Mais Symons découvre un nouveau jeu qui le détourne de l'écriture. Il s'associe avec un Français, André L. Simon, auteur de livres de gastronomie, pour fonder la Wine & Food Society, dont la noble quête sera de relever le niveau de la cuisine anglaise et d' «offrir un apprentissage du bien-vivre à des gens qui ne peuvent se permettre d'aller dans les grands restaurants». La Wine & Food Society est un succès immédiat. A.J. s'empresse de remettre à plus tard, quand il aura gagné assez d'argent pour pouvoir consacrer tout son temps à la littérature, la biographie de Wilde, dont il a déjà hypothéqué les royalties éventuelles.

Quelle plus agréable façon de faire fortune que d'organiser des festins pour de riches hédonistes? Toute la semaine, A.J. va de mondanités en banquets et le week-end il rejoint la maison à la campagne où il a installé sa femme, sa collection de boîtes à musique victoriennes et une bibliothèque de 5000 livres qui déborde jusque dans la salle de bains et les toilettes. Il y invite ses amis, les régale de vins choisis, de monologues étincelants et de furieuses parties de croquet ou de Monopoly.
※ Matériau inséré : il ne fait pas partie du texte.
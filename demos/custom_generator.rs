#!/usr/bin/env rust-script

//! # Custom Generator Example
//!
//! This example demonstrates how to implement and register custom tree
//! generators in phylogen.
//!
//! Usage:
//! ```bash
//! cargo run --example custom_generator
//! ```

use phylogen::core::{GeneratorRegistry, Tree, TreeGenerator};
use phylogen::data::{Alignment, SeqRecord};
use phylogen::output::to_newick;

/// Example 1: Star tree generator
/// Attaches every taxon directly to the root. Useless as a phylogeny,
/// handy as a null topology for comparisons.
pub struct StarTreeGenerator;

impl TreeGenerator for StarTreeGenerator {
    fn name(&self) -> &'static str {
        "star"
    }

    fn description(&self) -> &'static str {
        "Star topology: all taxa attached to a single root"
    }

    fn generate(&self, alignment: &Alignment) -> Result<Tree, String> {
        let mut tree = Tree::with_capacity(alignment.len());
        let leaves: Vec<_> = alignment
            .ids()
            .iter()
            .map(|id| tree.add_leaf(id, Some(1.0)))
            .collect();
        let root = tree.add_internal(Some("Root".to_string()), leaves, None);
        tree.set_root(root);
        Ok(tree)
    }
}

/// Example 2: Alphabetical caterpillar generator
/// Builds a ladder tree with taxa sorted by name. The topology carries no
/// signal from the data; it shows that a generator controls shape freely.
pub struct CaterpillarGenerator;

impl TreeGenerator for CaterpillarGenerator {
    fn name(&self) -> &'static str {
        "caterpillar"
    }

    fn description(&self) -> &'static str {
        "Ladder topology over alphabetically sorted taxa"
    }

    fn generate(&self, alignment: &Alignment) -> Result<Tree, String> {
        let mut ids = alignment.ids();
        if ids.len() < 2 {
            return Err("Caterpillar topology requires at least two taxa".to_string());
        }
        ids.sort();

        let mut tree = Tree::with_capacity(ids.len());
        let mut spine = tree.add_leaf(&ids[0], Some(1.0));
        for (count, id) in ids[1..].iter().enumerate() {
            let leaf = tree.add_leaf(id, Some(1.0));
            spine = tree.add_internal(
                Some(format!("Inner{}", count + 1)),
                vec![spine, leaf],
                Some(1.0),
            );
        }
        tree.set_root(spine);
        Ok(tree)
    }
}

fn main() {
    println!("🔌 phylogen Custom Generator Examples");
    println!("=====================================\n");

    // Create registry with custom generators
    let mut registry = GeneratorRegistry::new();

    // Register custom generators alongside the built-in strategies
    registry.register(Box::new(StarTreeGenerator));
    registry.register(Box::new(CaterpillarGenerator));

    println!("📊 Available Generators:");
    for (name, description) in registry.list_generators() {
        println!("  • {}: {}", name, description);
    }
    println!();

    // A small test alignment
    let alignment = Alignment::new(vec![
        SeqRecord::new("delta", b"ACGTACGT"),
        SeqRecord::new("alpha", b"ACGTACGA"),
        SeqRecord::new("gamma", b"ACGAACGA"),
        SeqRecord::new("beta", b"TCGAACGA"),
    ])
    .expect("valid alignment");

    // Build a tree with each generator
    for key in ["star", "caterpillar", "upgma"] {
        if let Some(generator) = registry.get(key) {
            println!("🌳 Generator: {}", generator.name());
            match generator.generate(&alignment) {
                Ok(tree) => println!("   {}", to_newick(&tree)),
                Err(e) => println!("   ERROR: {}", e),
            }
            println!();
        }
    }

    // Unknown keys simply resolve to nothing
    println!("🚫 Unknown key lookup:");
    println!("   registry.get(\"bogus\") → {:?}", registry.get("bogus").map(|g| g.name()));

    println!("\n✅ Custom generator examples completed!");
    println!("💡 Tip: implement TreeGenerator to plug any construction method into the registry");
}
Mais les amis lui reprochent de devenir intolérablement snob et de gaspiller ses dons, et s'éloignent. Lassée de ses absences et de ses dettes, sa femme le quitte en 1936. L'échec de son mariage affecte profondément A.J., plus sans doute pour des raisons sociales et d'amour propre que sentimentales. Car, bien que généreux, il est incapable de rendre l'affection qu'il demande en permanence à son entourage. Le masque du dandy tombe et révèle un homme que tourmente son impuissance créatrice : "Ecrire est ce par quoi nous réussissons ou nous échouons (...) Nous savons que notre vie sociale, même réussie, et nos passe-temps, même agréables, ne sont qu'accessoires." La peur de l'échec paralyse Symons. Et sans doute songe-t-il alors au baron Corvo, "âme vaincue qui aurait pu faire beaucoup". Alors, plutôt que d'affronter la page blanche, il sort, parade ses costumes exquis et ses chemises extravagantes de banquets en dîners. Qu'importe si les médecins prétendent que la vie qu'il mène le tuera avant quarante ans.
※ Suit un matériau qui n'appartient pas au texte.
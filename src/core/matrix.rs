// matrix.rs - Lower-triangular distance matrix over named taxa

use std::collections::HashSet;
use std::path::Path;

/// Symmetric distance matrix stored as a lower triangle with a zero diagonal.
/// Row `i` holds `i + 1` entries, so `get(i, j)` and `get(j, i)` read the
/// same cell.
#[derive(Debug, Clone, PartialEq)]
pub struct DistanceMatrix {
    names: Vec<String>,
    rows: Vec<Vec<f64>>,
}

impl DistanceMatrix {
    /// Create a zeroed matrix over the given taxon names
    pub fn new(names: Vec<String>) -> Result<Self, String> {
        if names.is_empty() {
            return Err("Distance matrix requires at least one taxon".to_string());
        }
        let mut seen = HashSet::new();
        for name in &names {
            if name.is_empty() {
                return Err("Distance matrix taxon names must be non-empty".to_string());
            }
            if !seen.insert(name.clone()) {
                return Err(format!("Duplicate taxon name in distance matrix: '{}'", name));
            }
        }
        let rows = (0..names.len()).map(|i| vec![0.0; i + 1]).collect();
        Ok(Self { names, rows })
    }

    pub fn names(&self) -> &[String] {
        &self.names
    }

    pub fn len(&self) -> usize {
        self.names.len()
    }

    pub fn is_empty(&self) -> bool {
        self.names.is_empty()
    }

    pub fn index_of(&self, name: &str) -> Option<usize> {
        self.names.iter().position(|n| n == name)
    }

    pub fn get(&self, i: usize, j: usize) -> f64 {
        if i >= j {
            self.rows[i][j]
        } else {
            self.rows[j][i]
        }
    }

    pub fn set(&mut self, i: usize, j: usize, value: f64) {
        if i >= j {
            self.rows[i][j] = value;
        } else {
            self.rows[j][i] = value;
        }
    }

    /// Remove taxon `index`, shrinking the triangle accordingly
    pub fn remove(&mut self, index: usize) {
        self.names.remove(index);
        self.rows.remove(index);
        for row in self.rows.iter_mut().skip(index) {
            row.remove(index);
        }
    }

    /// Rename taxon `index` (used when a cluster replaces a taxon slot)
    pub fn rename(&mut self, index: usize, name: String) {
        self.names[index] = name;
    }

    /// Load a labeled square matrix from a TSV or CSV file. The first row
    /// must carry the taxon names, each following row must start with its
    /// taxon name. Symmetry is checked within a small tolerance.
    pub fn from_file(path: &Path) -> Result<Self, String> {
        let content = std::fs::read_to_string(path)
            .map_err(|e| format!("Failed to read matrix file '{}': {}", path.display(), e))?;

        let separator = match path.extension().and_then(|e| e.to_str()) {
            Some("csv") => ',',
            _ => '\t',
        };
        Self::parse_str(&content, separator)
    }

    /// Parse a labeled square matrix from text
    pub fn parse_str(content: &str, separator: char) -> Result<Self, String> {
        let mut lines = content
            .lines()
            .map(|l| l.trim_end())
            .filter(|l| !l.is_empty() && !l.starts_with('#'));

        let header = lines
            .next()
            .ok_or_else(|| "Empty matrix file".to_string())?;
        let header_fields: Vec<&str> = header.split(separator).collect();
        if header_fields.len() < 2 {
            return Err("Matrix header must list at least one taxon".to_string());
        }
        let names: Vec<String> = header_fields[1..]
            .iter()
            .map(|s| s.trim().to_string())
            .collect();

        let mut matrix = Self::new(names.clone())?;
        let mut done: HashSet<usize> = HashSet::new();

        for (line_num, line) in lines.enumerate() {
            let fields: Vec<&str> = line.split(separator).collect();
            if fields.len() != names.len() + 1 {
                return Err(format!(
                    "Matrix row {} has {} fields, expected {}",
                    line_num + 2,
                    fields.len(),
                    names.len() + 1
                ));
            }
            let row_name = fields[0].trim();
            let i = matrix.index_of(row_name).ok_or_else(|| {
                format!("Matrix row '{}' does not match any header taxon", row_name)
            })?;
            for (j, field) in fields[1..].iter().enumerate() {
                let value: f64 = field.trim().parse().map_err(|_| {
                    format!("Invalid distance value '{}' in row '{}'", field, row_name)
                })?;
                if j != i && done.contains(&j) {
                    let mirrored = matrix.get(i, j);
                    if (mirrored - value).abs() > 1e-6 {
                        return Err(format!(
                            "Matrix is not symmetric: [{},{}] = {} vs {}",
                            row_name, names[j], value, mirrored
                        ));
                    }
                }
                if i == j && value.abs() > 1e-6 {
                    return Err(format!(
                        "Matrix diagonal for '{}' must be zero, found {}",
                        row_name, value
                    ));
                }
                matrix.set(i, j, value);
            }
            done.insert(i);
        }

        if done.len() != names.len() {
            return Err(format!(
                "Matrix has {} data rows but {} header taxa",
                done.len(),
                names.len()
            ));
        }
        Ok(matrix)
    }
}

#[cfg(test)]
mod tests {
    use super::*;

    #[test]
    fn test_set_get_symmetric() {
        let mut dm =
            DistanceMatrix::new(vec!["A".to_string(), "B".to_string(), "C".to_string()]).unwrap();
        dm.set(0, 2, 0.5);
        dm.set(1, 0, 0.25);
        assert_eq!(dm.get(2, 0), 0.5);
        assert_eq!(dm.get(0, 1), 0.25);
        assert_eq!(dm.get(1, 1), 0.0);
    }

    #[test]
    fn test_duplicate_names_rejected() {
        assert!(DistanceMatrix::new(vec!["A".to_string(), "A".to_string()]).is_err());
        assert!(DistanceMatrix::new(vec![]).is_err());
    }

    #[test]
    fn test_remove_shrinks_triangle() {
        let mut dm = DistanceMatrix::new(
            vec!["A", "B", "C", "D"].into_iter().map(String::from).collect(),
        )
        .unwrap();
        dm.set(3, 1, 7.0);
        dm.set(2, 1, 3.0);
        dm.remove(0);
        assert_eq!(dm.len(), 3);
        assert_eq!(dm.names(), &["B", "C", "D"]);
        assert_eq!(dm.get(2, 0), 7.0);
        assert_eq!(dm.get(1, 0), 3.0);
    }

    #[test]
    fn test_parse_labeled_tsv() {
        let text = "Sample\tA\tB\tC\nA\t0\t2\t4\nB\t2\t0\t6\nC\t4\t6\t0\n";
        let dm = DistanceMatrix::parse_str(text, '\t').unwrap();
        assert_eq!(dm.len(), 3);
        assert_eq!(dm.get(0, 1), 2.0);
        assert_eq!(dm.get(2, 0), 4.0);
        assert_eq!(dm.get(1, 2), 6.0);
    }

    #[test]
    fn test_parse_rejects_asymmetry() {
        let text = "Sample\tA\tB\nA\t0\t2\nB\t3\t0\n";
        assert!(DistanceMatrix::parse_str(text, '\t').is_err());
    }

    #[test]
    fn test_parse_rejects_nonzero_diagonal() {
        let text = "Sample\tA\tB\nA\t1\t2\nB\t2\t0\n";
        assert!(DistanceMatrix::parse_str(text, '\t').is_err());
    }
}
En 1939 rien ne va plus. La guerre met en sommeil la Wine & Food Society et en péril les finances de Symons qui proteste : "J'ai construit ma vie pour la paix et non pour la guerre." Une fois de plus, A.J. tire le diable par la queue. "Je suis ruiné, mais j'ai toujours été au seuil de la fortune", constate-t-il. Puis la maladie le frappe. Affaibli, en partie paralysé, l'élocution difficile, il refuse jusqu'au bout de croire que la partie puisse s'achever ainsi et si tôt : "Ma vie ne peut être finie alors que j'ai tout juste quarante ans!". Pour se distraire, il s'invente des épitaphes :

AJAS
ALAS


Le 26 août 1941, A.J.A. Symons meurt. Il a quarante et un ans et laisse derrière lui un livre unique, A la recherche du baron Corvo, et le regret qu'il n'ait jamais dépassé le chapitre cinq de sa biographie de Wilde.

Depuis, on a écrit d'autres biographies de Rolfe, plus savantes, plus classiques. Nulle n'atteint le charme, l'élégance et l'originalité d' A la recherche du baron Corvo. Nulle ne donne autant l'envie de découvrir l'oeuvre de Frederick Rolfe. Et A.J.A. Symons seul peut se vanter d'avoir sauvé de l'oubli la personnalité et les romans du baron Corvo et conclure : "Ma satisfaction était plus grande encore de savoir que tous les ouvrages abandonnés et perdus dans la nuit quand, soudain, mourut seul à Venise Frederick William Serafino Austin Lewis Mary Rolfe, avaient été recueillis et rassemblés par des mains sympathiques, et de savoir que, seul au monde, je les avais lus intégralement. Il ne restait plus rien à découvrir. Mon enquête était terminée."



BIBLIOGRAPHIE


Oeuvres d'A.J.A. Symons

A Bibliography of the First Editions of Books by William Butler Yeats (1924)
Emin, the Governor of Equatoria (1928)
An Anthology of Nineties Verse (1928)
H.M. Stanley (1933)
The Quest for Corvo(1934)
The Nonesuch Century (1936)
Essays and Biographies (1969)

A propos d'A.J.A. Symons

Souvenir, Shane Leslie, préface à la réédition de The Quest for Corvo (1955)
A.J.A. Symons, His Life and Speculations, Julian Symons (1986).